The government is also providing free masks—finally. Experts recently dismissed as insufficient the now-ubiquitous reusable cloth masks, in the face of the Omicron variant. The Centers for Disease Control and Prevention (CDC) has instead recommended high-quality medical disposable masks such as N95 masks, which are very difficult to come by, or similarly protective KN95 masks, which run upward of $1 a mask. In response, the White House has announced a program to make 400 million N95 masks from the strategic national stockpile available to Americans for free through local drug store chains.
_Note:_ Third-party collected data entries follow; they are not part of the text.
use std::collections::btree_map::Entry;

use super::{total_time_key, Summary};

/// Rebuilds the derived total-time entry of every application.
///
/// The previous total is dropped before summing, so a stale or doubled total never
/// contributes to the new one. Calling this twice is the same as calling it once.
pub fn recompute_total_time(summary: &mut Summary) {
    for (app_name, record) in summary.apps_mut() {
        let key = total_time_key(app_name);
        record.remove(&key);
        let total = record.sum();
        record.insert(key, total);
    }
}

/// Merges two summaries into a new one.
///
/// Titles present in both are added together. `second`'s total-time entries are folded in
/// like any other title, which double counts them until the final recompute rebuilds every
/// total from the real entries.
pub fn combine(first: &Summary, second: &Summary) -> Summary {
    let mut combined = first.clone();
    recompute_total_time(&mut combined);

    for (app_name, record) in second.apps() {
        match combined.app_entry(app_name.to_owned()) {
            Entry::Vacant(entry) => {
                entry.insert(record.clone());
            }
            Entry::Occupied(mut entry) => {
                let existing = entry.get_mut();
                for (title, seconds) in record.iter() {
                    existing.add(title, seconds);
                }
            }
        }
    }

    recompute_total_time(&mut combined);
    combined
}

/// Folds any number of summaries with [combine], starting from an empty one.
pub fn combine_all<'a>(summaries: impl IntoIterator<Item = &'a Summary>) -> Summary {
    summaries
        .into_iter()
        .fold(Summary::new(), |total, next| combine(&total, next))
}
Commentators are pointing out that it’s past time that the government offer free at-home tests and masks—as if inaction on health care wasn’t a standard feature. The Washington Post compared the U.S. to other nations that made such protective materials available to their citizens for free far earlier in the pandemic, and pointed out that the United States’ “lack of universal health-care coverage contrasts sharply with other nations.”

In spite of arriving late to offering masks and at-home tests for free, the federal government has adopted more of an interventionist posture on COVID-19 than any other health care front, ensuring that vaccines, most testing, and treatment remain largely free of charge to Americans. Insurance companies are mandated to cover COVID-19-related costs regardless of the contours of individual plans. And, the uninsured have their costs covered by the government.

The flip side of this commendable government approach to the pandemic is that it ignores those who are unlucky enough to be uninsured or underinsured and struck by any other ailment besides COVID-19.

Take cancer, an illness that affects 1.6 million Americans each year and is the second leading cause of death in the nation. Studies show that cancer-related death rates are higher for those who lack private health insurance compared to the insured. Might such disparities vanish if the government considered cancer to be as worthy of intervention as the coronavirus?

Peter Arno and Philip Caper, writing for Physicians for a National Health Program, asked this critical question in another way: “will our first-hand experience of the federal response to the pandemic (delayed though it was) dispel the usual objections to single-payer health care? Or will most Americans conclude that the public health crisis caused by this pandemic is a one-off exception?”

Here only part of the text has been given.